## [TASK GOAL]
Filter the entries for the string "only". Copy each line that has it.

ENTRIES SHOWN section start

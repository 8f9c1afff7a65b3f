// SPDX-FileCopyrightText: 2025 All contributors
//
// SPDX-License-Identifier: GPL-2.0-or-later

//! Storage Modul for the cross-country scorer
//!
//! Loads flight tracks (CSV or IGC) and bonus zone definitions (CSV) from disk.
//! Files are read asynchronously; the parsers work on the in-memory content and
//! are exported on their own so they can be used without a filesystem.
//!
//! Every record is validated. Records that do not parse are skipped, reported
//! with a warning and collected in [`LoadReport::rejected`].

mod error;
mod record;
pub mod bonus_csv;
pub mod igc;
pub mod track_csv;

pub use bonus_csv::parse_bonus_csv;
pub use error::{LoadError, RecordError, RejectedRecord};
pub use igc::parse_igc;
pub use track_csv::parse_track_csv;

use common::{bonus::BonusZone, flight::FlightSummary, position::Point};
use std::path::Path;
use tokio::io::AsyncReadExt;
use tracing::{debug, info, warn};

/// Limits applied while loading a track.
#[derive(Debug, Clone, Copy, Default, PartialEq, Eq)]
pub struct TrackLimits {
    /// Maximum number of accepted points. `None` means unbounded.
    pub max_points: Option<usize>,
}

impl TrackLimits {
    pub(crate) fn check(&self, accepted: usize) -> Result<(), LoadError> {
        match self.max_points {
            Some(limit) if accepted > limit => Err(LoadError::TooManyPoints { limit }),
            _ => Ok(()),
        }
    }
}

/// The accepted records of a file together with the skipped ones.
#[derive(Debug, Clone, PartialEq)]
pub struct LoadReport<T> {
    pub items: Vec<T>,
    pub rejected: Vec<RejectedRecord>,
}

impl<T> Default for LoadReport<T> {
    fn default() -> Self {
        LoadReport {
            items: Vec::new(),
            rejected: Vec::new(),
        }
    }
}

impl<T> LoadReport<T> {
    pub(crate) fn reject(&mut self, line: u64, reason: RecordError, what: &str) {
        warn!("Skipping {} on line {}: {}", what, line, reason);
        self.rejected.push(RejectedRecord { line, reason });
    }
}

/// A loaded flight track.
#[derive(Debug, Clone, PartialEq)]
pub struct TrackFile {
    pub points: LoadReport<Point>,
    /// Present if the track has at least one point with a fix time.
    pub summary: Option<FlightSummary>,
}

async fn load_file(path: &Path) -> Result<String, LoadError> {
    let io_error = |source: std::io::Error| LoadError::Io {
        path: path.to_path_buf(),
        source,
    };
    let mut file = tokio::fs::File::open(path).await.map_err(io_error)?;
    let mut content = String::default();
    file.read_to_string(&mut content).await.map_err(io_error)?;
    Ok(content)
}

fn is_igc(path: &Path) -> bool {
    path.extension()
        .is_some_and(|ext| ext.eq_ignore_ascii_case("igc"))
}

/// Loads a track file.
///
/// Files with the extension `.igc` are parsed as IGC flight logs, every other
/// file as track CSV (`time,lat,lon,alt` with a header line).
///
/// # Errors
///
/// - [`LoadError::Io`] if the file cannot be opened or read.
/// - [`LoadError::TooManyPoints`] if `limits` is exceeded.
pub async fn load_track(path: &Path, limits: &TrackLimits) -> Result<TrackFile, LoadError> {
    let content = load_file(path).await?;
    let track = if is_igc(path) {
        debug!("Parsing {} as IGC", path.to_string_lossy());
        let flight = parse_igc(&content, limits)?;
        TrackFile {
            points: flight.points,
            summary: flight.summary,
        }
    } else {
        debug!("Parsing {} as track CSV", path.to_string_lossy());
        let points = parse_track_csv(&content, limits)?;
        let summary = igc::summarize(&points.items, None, None);
        TrackFile { points, summary }
    };
    info!(
        "Loaded {} track points from {} ({} rejected)",
        track.points.items.len(),
        path.to_string_lossy(),
        track.points.rejected.len()
    );
    Ok(track)
}

/// Loads a bonus zone file.
///
/// # Errors
///
/// [`LoadError::Io`] if the file cannot be opened or read.
pub async fn load_bonus_zones(path: &Path) -> Result<LoadReport<BonusZone>, LoadError> {
    let content = load_file(path).await?;
    let zones = parse_bonus_csv(&content);
    info!(
        "Loaded {} bonus zones from {} ({} rejected)",
        zones.items.len(),
        path.to_string_lossy(),
        zones.rejected.len()
    );
    Ok(zones)
}

/// Loads a bonus zone file, treating a missing or unreadable file as a
/// flight without bonus zones.
pub async fn load_bonus_zones_or_empty(path: &Path) -> Vec<BonusZone> {
    match load_bonus_zones(path).await {
        Ok(zones) => zones.items,
        Err(e) => {
            warn!("Scoring without bonus zones. Error: {}", e);
            Vec::new()
        }
    }
}
// SPDX-FileCopyrightText: 2025 All contributors
//
// SPDX-License-Identifier: GPL-2.0-or-later

//! Search for the two track points that lie farthest apart.
//!
//! Both variants examine every pair `(i, j)` with `i < j`, which is
//! `O(n²)` distance evaluations. The selected pair is always the first pair in
//! ascending `(i, j)` order that reaches the maximum distance; a later pair with
//! an equal distance never replaces it. Callers may rely on this to get the
//! same indices for equidistant legs on every run and with either variant.

use crate::distance::distance;
use common::position::Point;
use rayon::prelude::*;
use std::cmp::Ordering;
use tracing::debug;

/// The leg with the maximum great-circle distance of a track.
///
/// For tracks with fewer than two points this is the default value:
/// a distance of `0.0` and both indices `0`.
#[derive(Debug, Clone, Copy, Default, PartialEq)]
pub struct FarthestPair {
    pub distance_km: f64,
    pub start_index: usize,
    pub end_index: usize,
}

impl FarthestPair {
    /// Picks the better of two candidates.
    ///
    /// The larger distance wins. On an exact tie the candidate that comes first
    /// in ascending `(start_index, end_index)` order wins, which is the pair a
    /// sequential scan would have kept.
    fn merge(self, other: FarthestPair) -> FarthestPair {
        match other.distance_km.partial_cmp(&self.distance_km) {
            Some(Ordering::Greater) => other,
            Some(Ordering::Equal)
                if (other.start_index, other.end_index) < (self.start_index, self.end_index) =>
            {
                other
            }
            _ => self,
        }
    }
}

/// Finds the best partner of `points[i]` among all points after it.
///
/// `current` is the best pair found so far; only a strictly larger distance
/// replaces it.
fn scan_row(points: &[Point], i: usize, current: FarthestPair) -> FarthestPair {
    let mut best = current;
    for (j, other) in points.iter().enumerate().skip(i + 1) {
        let d = distance(&points[i], other);
        if d > best.distance_km {
            best = FarthestPair {
                distance_km: d,
                start_index: i,
                end_index: j,
            };
        }
    }
    best
}

/// Sequential farthest-pair scan.
///
/// This is the reference implementation: pairs are visited in ascending `i`,
/// then ascending `j`, and the recorded pair is only replaced on a strict
/// improvement.
///
/// # Example
///
/// ```rust
/// use algorithm::farthest_pair;
/// use common::position::Point;
///
/// let track = vec![Point::new(0.0, 0.0), Point::new(0.0, 1.0), Point::new(0.0, 0.5)];
/// let pair = farthest_pair(&track);
/// assert_eq!((pair.start_index, pair.end_index), (0, 1));
/// ```
pub fn farthest_pair(points: &[Point]) -> FarthestPair {
    let mut best = FarthestPair::default();
    for i in 0..points.len().saturating_sub(1) {
        best = scan_row(points, i, best);
    }
    debug!(
        "Farthest pair of {} points: {:.3} km between {} and {}",
        points.len(),
        best.distance_km,
        best.start_index,
        best.end_index
    );
    best
}

/// Parallel farthest-pair scan.
///
/// The outer index is split across the rayon thread pool. Each row is scanned
/// sequentially and the row results are merged with [`FarthestPair::merge`],
/// so the returned pair is identical to the one of [`farthest_pair`]
/// regardless of the order in which the workers finish.
pub fn farthest_pair_parallel(points: &[Point]) -> FarthestPair {
    let best = (0..points.len().saturating_sub(1))
        .into_par_iter()
        .map(|i| scan_row(points, i, FarthestPair::default()))
        .reduce(FarthestPair::default, FarthestPair::merge);
    debug!(
        "Farthest pair of {} points (parallel): {:.3} km between {} and {}",
        points.len(),
        best.distance_km,
        best.start_index,
        best.end_index
    );
    best
}

/// Uses [`farthest_pair_parallel`] for tracks with at least `parallel_threshold`
/// points and [`farthest_pair`] otherwise.
pub fn farthest_pair_auto(points: &[Point], parallel_threshold: usize) -> FarthestPair {
    if points.len() >= parallel_threshold {
        farthest_pair_parallel(points)
    } else {
        farthest_pair(points)
    }
}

ENTRIES SHOWN section end

## [EXERCISE OUTPUT]
/// `current` is the best pair found so far; only a strictly larger distance
/// then ascending `j`, and the recorded pair is only replaced on a strict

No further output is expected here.